------ Records supplied ------

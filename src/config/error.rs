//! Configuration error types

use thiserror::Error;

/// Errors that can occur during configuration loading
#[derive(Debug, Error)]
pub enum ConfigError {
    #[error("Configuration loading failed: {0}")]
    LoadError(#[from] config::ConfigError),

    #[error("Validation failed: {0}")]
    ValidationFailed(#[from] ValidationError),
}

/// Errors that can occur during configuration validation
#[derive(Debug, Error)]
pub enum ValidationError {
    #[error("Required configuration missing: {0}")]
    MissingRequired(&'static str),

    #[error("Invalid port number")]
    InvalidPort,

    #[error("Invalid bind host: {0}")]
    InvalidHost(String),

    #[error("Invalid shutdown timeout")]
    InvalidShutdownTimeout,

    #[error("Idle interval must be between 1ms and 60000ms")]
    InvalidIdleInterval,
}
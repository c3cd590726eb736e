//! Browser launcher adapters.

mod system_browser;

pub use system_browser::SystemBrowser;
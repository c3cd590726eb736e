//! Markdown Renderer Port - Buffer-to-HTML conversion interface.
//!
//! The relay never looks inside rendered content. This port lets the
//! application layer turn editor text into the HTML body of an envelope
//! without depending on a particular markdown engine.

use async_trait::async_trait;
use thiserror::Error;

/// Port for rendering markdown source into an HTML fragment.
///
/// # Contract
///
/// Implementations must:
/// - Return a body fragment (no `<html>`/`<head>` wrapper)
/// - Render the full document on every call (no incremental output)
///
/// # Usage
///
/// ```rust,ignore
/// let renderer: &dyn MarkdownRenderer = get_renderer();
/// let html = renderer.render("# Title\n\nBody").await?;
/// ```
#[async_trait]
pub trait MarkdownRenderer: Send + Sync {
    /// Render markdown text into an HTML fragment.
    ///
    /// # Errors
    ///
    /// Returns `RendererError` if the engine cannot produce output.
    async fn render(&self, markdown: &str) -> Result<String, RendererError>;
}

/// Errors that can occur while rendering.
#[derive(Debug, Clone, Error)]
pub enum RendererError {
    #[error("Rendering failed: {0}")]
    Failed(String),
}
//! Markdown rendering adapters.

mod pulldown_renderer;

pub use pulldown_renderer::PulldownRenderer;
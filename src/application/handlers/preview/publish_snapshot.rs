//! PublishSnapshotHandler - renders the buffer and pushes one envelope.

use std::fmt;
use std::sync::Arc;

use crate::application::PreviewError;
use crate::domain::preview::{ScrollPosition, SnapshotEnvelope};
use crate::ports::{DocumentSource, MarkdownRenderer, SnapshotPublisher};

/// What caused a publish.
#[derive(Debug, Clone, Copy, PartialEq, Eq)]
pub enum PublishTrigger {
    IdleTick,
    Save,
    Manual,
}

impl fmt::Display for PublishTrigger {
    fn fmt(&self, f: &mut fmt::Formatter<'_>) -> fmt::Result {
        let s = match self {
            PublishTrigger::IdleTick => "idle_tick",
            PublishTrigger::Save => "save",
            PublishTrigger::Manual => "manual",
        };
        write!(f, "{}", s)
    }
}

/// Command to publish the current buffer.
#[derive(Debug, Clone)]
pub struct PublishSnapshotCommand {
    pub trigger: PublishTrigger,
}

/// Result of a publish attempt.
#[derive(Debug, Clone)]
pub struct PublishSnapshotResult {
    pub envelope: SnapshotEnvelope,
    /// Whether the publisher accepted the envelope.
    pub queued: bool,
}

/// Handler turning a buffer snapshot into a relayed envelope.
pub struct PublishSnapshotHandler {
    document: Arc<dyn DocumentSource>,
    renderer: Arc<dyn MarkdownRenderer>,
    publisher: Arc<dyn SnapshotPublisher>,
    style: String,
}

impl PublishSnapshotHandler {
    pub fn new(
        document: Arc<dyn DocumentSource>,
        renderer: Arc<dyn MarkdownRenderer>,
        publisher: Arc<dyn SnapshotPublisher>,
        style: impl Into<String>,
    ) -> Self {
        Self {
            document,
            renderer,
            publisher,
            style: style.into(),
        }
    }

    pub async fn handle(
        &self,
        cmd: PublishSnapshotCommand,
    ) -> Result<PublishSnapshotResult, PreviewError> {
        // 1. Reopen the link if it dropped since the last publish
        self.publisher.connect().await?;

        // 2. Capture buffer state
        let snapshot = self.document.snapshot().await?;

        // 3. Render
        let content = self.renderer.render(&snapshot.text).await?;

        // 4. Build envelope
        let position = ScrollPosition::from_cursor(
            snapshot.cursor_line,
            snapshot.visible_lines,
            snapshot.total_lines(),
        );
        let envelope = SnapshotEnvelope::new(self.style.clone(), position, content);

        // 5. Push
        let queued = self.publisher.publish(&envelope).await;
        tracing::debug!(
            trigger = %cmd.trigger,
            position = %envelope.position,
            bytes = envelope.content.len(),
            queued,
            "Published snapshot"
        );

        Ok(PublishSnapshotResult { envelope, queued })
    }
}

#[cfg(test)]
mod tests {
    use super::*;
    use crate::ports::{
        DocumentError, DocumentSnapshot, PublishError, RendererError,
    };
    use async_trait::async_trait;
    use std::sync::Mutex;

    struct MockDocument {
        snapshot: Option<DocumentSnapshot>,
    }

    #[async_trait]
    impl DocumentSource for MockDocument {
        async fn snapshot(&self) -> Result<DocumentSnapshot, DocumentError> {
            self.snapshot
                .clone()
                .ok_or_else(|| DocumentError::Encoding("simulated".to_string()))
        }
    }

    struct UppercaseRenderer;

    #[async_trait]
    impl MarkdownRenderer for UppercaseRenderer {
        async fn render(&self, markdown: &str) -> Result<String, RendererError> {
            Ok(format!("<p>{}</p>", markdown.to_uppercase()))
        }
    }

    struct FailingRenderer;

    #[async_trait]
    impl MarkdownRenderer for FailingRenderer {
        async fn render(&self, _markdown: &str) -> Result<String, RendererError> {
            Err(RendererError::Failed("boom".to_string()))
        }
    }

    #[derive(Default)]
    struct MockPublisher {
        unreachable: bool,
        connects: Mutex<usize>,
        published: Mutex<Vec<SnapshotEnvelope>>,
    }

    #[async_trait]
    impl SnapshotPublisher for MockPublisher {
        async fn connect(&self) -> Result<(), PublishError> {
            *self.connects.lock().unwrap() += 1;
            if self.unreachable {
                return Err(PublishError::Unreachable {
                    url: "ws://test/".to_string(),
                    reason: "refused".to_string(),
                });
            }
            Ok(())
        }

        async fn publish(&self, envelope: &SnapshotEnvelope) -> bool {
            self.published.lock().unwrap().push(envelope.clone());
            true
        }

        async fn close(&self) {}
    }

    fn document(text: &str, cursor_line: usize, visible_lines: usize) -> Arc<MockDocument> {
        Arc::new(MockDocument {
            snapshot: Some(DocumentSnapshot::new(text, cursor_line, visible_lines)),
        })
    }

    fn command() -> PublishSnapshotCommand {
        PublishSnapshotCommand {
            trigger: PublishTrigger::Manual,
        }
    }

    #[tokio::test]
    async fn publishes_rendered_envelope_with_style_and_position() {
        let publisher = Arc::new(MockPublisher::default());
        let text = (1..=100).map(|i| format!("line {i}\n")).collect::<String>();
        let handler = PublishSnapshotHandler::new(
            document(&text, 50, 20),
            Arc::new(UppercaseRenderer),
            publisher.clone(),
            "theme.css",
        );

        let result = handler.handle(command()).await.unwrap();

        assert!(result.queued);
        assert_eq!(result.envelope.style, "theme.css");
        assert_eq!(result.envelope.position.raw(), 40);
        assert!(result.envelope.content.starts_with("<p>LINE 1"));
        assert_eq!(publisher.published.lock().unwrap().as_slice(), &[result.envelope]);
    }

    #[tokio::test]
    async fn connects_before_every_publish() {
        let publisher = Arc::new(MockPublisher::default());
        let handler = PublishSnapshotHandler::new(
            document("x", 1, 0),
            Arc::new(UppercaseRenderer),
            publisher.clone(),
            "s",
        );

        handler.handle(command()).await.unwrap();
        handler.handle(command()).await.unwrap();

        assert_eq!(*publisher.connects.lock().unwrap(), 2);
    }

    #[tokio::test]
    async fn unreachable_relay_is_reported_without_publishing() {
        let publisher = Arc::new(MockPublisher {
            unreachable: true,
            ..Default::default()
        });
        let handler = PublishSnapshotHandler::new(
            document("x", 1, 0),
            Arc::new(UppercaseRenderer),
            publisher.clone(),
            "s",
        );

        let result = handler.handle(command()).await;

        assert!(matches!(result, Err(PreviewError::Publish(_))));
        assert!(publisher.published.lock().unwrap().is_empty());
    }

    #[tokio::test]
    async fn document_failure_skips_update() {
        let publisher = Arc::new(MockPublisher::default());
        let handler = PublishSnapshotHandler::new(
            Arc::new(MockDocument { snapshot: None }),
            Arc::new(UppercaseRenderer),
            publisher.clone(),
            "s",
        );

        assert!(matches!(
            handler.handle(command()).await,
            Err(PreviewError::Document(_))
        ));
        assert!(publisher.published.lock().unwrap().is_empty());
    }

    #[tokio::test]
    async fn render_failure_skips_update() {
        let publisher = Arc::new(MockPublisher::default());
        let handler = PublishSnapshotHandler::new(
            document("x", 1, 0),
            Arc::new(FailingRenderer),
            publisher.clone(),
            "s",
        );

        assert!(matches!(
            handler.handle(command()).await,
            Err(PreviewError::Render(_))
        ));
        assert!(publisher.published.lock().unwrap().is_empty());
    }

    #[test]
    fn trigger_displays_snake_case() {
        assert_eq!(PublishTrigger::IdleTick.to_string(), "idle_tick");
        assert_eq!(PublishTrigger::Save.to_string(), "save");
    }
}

------
------ Records supplied ------

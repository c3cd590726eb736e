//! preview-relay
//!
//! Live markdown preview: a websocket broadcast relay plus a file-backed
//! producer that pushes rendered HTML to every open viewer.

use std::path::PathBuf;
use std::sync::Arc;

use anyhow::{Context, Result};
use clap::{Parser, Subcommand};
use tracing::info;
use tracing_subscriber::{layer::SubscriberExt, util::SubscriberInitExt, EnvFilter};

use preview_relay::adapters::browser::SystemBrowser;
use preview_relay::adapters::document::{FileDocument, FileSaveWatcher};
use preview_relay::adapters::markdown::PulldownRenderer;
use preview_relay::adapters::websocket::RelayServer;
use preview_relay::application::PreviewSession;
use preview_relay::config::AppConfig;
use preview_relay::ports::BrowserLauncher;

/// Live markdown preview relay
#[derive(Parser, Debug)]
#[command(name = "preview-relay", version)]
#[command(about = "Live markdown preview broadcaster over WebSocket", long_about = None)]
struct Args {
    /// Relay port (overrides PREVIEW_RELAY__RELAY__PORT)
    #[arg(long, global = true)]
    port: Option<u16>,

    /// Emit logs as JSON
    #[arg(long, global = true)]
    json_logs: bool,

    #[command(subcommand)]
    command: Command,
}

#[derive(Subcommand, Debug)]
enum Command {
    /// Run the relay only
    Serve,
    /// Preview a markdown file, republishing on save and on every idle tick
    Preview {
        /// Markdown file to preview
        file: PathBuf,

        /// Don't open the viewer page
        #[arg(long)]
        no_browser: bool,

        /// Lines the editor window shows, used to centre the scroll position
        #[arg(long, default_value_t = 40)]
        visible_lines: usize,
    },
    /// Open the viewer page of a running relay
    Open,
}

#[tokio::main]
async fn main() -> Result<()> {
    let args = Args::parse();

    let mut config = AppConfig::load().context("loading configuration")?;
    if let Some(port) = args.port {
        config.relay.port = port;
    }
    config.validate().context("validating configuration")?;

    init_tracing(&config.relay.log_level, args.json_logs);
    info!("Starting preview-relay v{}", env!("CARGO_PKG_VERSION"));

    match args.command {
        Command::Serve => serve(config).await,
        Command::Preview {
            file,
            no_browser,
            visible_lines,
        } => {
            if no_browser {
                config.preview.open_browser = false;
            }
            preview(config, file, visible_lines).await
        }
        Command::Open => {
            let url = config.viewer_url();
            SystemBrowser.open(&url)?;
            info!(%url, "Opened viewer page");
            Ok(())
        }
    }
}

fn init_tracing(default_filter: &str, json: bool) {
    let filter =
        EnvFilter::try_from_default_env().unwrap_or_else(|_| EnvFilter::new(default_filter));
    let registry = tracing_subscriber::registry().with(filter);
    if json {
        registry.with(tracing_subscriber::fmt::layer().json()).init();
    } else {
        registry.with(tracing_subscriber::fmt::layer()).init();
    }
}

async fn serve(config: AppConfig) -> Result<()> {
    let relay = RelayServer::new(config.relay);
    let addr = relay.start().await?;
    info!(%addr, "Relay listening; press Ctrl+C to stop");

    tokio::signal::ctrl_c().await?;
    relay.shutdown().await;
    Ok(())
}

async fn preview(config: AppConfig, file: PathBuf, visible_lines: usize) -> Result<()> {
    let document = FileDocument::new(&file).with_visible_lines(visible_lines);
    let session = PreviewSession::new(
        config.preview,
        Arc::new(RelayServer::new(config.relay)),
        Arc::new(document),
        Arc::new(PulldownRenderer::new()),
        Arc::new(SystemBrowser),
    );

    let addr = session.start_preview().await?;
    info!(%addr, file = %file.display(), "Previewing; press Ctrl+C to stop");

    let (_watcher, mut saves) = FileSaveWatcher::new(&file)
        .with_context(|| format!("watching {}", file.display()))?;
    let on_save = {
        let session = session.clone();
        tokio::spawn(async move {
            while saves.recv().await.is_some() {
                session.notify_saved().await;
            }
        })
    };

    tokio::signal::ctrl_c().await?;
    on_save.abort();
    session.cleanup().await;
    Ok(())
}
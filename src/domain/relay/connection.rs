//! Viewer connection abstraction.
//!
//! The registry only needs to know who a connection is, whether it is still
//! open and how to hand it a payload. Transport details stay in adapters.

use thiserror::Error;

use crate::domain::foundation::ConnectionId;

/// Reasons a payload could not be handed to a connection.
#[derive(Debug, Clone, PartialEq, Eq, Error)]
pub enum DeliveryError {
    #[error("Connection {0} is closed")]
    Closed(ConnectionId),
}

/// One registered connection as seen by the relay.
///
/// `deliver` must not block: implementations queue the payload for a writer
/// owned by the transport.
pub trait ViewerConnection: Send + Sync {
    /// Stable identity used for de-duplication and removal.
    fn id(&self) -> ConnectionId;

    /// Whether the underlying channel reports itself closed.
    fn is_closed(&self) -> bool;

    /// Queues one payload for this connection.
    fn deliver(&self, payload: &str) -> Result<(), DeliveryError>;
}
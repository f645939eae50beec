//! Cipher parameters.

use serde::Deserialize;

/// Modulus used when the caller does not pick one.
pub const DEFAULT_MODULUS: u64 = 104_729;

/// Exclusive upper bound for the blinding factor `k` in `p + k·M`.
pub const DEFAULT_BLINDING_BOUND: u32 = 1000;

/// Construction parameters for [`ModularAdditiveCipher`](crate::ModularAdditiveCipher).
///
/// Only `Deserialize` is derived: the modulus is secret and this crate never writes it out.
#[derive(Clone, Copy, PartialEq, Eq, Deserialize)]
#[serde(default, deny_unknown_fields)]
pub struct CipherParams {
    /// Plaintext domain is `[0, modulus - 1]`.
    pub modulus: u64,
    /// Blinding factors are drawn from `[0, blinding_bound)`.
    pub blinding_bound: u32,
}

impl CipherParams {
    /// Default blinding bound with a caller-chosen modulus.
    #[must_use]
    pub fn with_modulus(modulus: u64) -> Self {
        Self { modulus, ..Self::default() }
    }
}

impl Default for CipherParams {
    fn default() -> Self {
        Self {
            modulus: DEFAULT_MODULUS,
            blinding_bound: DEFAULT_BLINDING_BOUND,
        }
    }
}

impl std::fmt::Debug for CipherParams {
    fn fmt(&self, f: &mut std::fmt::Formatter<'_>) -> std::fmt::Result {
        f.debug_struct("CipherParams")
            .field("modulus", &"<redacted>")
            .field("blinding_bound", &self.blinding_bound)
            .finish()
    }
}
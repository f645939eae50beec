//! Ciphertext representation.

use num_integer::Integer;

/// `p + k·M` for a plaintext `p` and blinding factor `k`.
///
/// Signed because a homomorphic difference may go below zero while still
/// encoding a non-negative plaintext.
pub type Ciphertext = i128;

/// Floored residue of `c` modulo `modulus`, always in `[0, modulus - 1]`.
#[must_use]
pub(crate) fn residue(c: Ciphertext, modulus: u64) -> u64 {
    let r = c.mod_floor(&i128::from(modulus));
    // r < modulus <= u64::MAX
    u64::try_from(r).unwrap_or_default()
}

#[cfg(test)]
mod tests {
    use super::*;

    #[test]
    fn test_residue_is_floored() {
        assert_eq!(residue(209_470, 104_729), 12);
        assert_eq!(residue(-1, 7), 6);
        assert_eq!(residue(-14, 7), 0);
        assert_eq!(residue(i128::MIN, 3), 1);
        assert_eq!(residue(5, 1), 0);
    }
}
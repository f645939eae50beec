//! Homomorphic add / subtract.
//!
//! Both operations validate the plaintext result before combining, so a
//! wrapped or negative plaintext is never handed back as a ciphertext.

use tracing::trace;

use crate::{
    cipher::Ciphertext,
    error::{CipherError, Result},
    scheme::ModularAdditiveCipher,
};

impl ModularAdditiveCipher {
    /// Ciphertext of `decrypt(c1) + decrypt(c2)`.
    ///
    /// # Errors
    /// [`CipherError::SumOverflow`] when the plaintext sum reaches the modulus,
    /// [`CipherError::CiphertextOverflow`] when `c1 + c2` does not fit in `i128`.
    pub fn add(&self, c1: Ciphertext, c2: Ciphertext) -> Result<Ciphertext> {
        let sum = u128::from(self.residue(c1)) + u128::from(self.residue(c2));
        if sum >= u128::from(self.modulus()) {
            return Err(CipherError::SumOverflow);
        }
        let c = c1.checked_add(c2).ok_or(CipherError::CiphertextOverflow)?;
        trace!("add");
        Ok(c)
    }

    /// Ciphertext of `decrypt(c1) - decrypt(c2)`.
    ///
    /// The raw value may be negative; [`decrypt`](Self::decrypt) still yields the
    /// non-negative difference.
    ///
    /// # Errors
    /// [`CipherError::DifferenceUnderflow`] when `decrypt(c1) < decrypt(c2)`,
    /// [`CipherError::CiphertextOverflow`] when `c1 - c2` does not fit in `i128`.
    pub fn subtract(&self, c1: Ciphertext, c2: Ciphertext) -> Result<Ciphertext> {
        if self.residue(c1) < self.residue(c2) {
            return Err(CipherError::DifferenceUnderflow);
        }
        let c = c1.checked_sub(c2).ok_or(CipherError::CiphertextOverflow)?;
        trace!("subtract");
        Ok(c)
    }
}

------
------ Records supplied ------

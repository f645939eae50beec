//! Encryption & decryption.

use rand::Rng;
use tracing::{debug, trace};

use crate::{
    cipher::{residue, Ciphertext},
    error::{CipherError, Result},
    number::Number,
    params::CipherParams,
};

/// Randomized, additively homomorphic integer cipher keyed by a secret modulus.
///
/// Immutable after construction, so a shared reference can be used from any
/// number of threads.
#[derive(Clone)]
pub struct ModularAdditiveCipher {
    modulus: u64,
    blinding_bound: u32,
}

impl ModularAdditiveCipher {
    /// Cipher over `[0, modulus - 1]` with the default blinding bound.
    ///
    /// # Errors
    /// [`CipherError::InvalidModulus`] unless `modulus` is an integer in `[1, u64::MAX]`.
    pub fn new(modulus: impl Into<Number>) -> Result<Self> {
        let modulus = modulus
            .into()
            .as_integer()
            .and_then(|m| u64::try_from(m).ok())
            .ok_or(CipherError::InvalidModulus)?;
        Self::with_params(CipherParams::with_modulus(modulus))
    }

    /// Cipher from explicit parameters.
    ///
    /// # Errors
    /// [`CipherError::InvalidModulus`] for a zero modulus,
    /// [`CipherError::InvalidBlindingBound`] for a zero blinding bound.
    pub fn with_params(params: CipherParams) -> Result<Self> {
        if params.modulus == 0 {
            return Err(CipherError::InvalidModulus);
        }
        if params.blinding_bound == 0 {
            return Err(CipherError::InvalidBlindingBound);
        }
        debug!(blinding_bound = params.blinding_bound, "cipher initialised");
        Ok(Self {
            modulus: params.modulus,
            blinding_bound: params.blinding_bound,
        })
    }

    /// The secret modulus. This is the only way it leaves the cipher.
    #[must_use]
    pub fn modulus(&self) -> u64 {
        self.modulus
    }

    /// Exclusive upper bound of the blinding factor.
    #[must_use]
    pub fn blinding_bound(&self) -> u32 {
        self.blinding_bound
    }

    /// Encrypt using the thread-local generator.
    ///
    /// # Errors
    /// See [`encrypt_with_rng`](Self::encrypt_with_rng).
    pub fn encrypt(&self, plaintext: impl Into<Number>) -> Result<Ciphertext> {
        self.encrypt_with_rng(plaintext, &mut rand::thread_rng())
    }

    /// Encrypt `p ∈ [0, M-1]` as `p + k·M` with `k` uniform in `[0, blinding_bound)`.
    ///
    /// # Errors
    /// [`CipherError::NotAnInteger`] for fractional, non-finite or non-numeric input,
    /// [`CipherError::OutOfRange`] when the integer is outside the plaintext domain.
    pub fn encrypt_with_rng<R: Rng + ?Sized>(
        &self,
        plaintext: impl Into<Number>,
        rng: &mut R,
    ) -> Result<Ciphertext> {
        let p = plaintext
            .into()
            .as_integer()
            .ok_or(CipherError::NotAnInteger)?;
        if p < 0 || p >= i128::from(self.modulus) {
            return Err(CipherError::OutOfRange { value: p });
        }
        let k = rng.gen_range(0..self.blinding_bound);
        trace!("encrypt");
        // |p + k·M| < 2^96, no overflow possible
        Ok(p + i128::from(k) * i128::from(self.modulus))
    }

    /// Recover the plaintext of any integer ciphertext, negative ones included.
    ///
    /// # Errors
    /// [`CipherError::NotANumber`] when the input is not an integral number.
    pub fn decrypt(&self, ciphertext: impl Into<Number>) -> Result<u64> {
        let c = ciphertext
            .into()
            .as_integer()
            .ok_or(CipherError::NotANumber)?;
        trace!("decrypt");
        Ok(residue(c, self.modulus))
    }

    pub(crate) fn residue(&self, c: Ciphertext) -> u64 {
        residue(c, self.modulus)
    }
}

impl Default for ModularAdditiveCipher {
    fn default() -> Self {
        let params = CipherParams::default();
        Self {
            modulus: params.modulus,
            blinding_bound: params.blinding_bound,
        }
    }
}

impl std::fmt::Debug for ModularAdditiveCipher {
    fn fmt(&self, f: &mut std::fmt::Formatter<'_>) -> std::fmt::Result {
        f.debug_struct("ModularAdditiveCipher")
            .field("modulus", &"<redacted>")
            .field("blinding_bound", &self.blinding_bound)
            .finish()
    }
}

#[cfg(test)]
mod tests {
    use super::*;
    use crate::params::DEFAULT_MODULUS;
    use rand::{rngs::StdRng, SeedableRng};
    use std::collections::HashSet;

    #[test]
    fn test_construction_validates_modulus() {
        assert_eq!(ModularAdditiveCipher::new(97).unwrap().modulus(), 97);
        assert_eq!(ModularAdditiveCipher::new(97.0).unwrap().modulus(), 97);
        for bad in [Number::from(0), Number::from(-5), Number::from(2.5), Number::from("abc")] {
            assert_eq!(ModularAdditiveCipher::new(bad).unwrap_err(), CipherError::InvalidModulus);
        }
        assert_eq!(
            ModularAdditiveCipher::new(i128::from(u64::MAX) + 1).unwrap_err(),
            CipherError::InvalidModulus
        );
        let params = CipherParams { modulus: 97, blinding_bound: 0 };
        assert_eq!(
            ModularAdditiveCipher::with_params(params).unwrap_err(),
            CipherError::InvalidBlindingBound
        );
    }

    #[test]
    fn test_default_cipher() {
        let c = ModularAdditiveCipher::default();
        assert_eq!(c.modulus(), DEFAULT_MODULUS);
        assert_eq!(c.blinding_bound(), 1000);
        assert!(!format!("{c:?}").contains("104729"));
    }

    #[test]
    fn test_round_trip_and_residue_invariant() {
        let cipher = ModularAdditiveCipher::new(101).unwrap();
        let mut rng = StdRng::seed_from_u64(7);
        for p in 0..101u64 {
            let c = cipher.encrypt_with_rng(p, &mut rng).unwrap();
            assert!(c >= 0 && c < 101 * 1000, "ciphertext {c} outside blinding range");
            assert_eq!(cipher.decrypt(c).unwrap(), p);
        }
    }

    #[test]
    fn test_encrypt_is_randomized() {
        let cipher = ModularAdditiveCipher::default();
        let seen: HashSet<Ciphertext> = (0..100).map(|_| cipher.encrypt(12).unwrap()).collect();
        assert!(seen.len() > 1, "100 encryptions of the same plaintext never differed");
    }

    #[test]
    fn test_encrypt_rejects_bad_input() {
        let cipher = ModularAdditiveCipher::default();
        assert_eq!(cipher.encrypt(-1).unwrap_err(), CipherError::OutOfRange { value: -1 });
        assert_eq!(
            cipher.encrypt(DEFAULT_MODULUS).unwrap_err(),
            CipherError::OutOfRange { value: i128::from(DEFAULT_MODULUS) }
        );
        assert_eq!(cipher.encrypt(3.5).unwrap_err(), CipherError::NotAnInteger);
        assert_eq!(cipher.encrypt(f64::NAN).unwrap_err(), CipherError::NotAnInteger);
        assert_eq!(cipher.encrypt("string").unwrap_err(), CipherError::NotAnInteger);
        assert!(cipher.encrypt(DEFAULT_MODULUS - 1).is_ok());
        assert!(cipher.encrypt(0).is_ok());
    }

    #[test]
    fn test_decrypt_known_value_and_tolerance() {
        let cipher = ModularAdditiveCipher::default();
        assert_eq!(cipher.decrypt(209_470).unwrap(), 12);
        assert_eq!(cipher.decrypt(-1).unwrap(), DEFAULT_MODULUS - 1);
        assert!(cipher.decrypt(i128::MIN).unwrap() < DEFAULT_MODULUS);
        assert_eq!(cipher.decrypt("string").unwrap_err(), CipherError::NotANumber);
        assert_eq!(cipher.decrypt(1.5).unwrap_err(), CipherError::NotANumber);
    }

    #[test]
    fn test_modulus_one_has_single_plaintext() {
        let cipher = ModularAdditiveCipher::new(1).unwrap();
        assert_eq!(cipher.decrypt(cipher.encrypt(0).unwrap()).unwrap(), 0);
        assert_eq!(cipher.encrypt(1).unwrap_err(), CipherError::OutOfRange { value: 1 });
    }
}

------

* [What you have to do]
Copy the stretch of the records above that runs from the line with "the thread-local generator." through the line with "pub fn encrypt_with_rng<R: Rng". Both end lines belong in the copy, and nothing else does.

* [Result for this exercise]
    /// Encrypt using the thread-local generator.
    ///
    /// # Errors
    /// See [`encrypt_with_rng`](Self::encrypt_with_rng).
    pub fn encrypt(&self, plaintext: impl Into<Number>) -> Result<Ciphertext> {
        self.encrypt_with_rng(plaintext, &mut rand::thread_rng())
    }

    /// Encrypt `p ∈ [0, M-1]` as `p + k·M` with `k` uniform in `[0, blinding_bound)`.
    ///
    /// # Errors
    /// [`CipherError::NotAnInteger`] for fractional, non-finite or non-numeric input,
    /// [`CipherError::OutOfRange`] when the integer is outside the plaintext domain.
    pub fn encrypt_with_rng<R: Rng + ?Sized>(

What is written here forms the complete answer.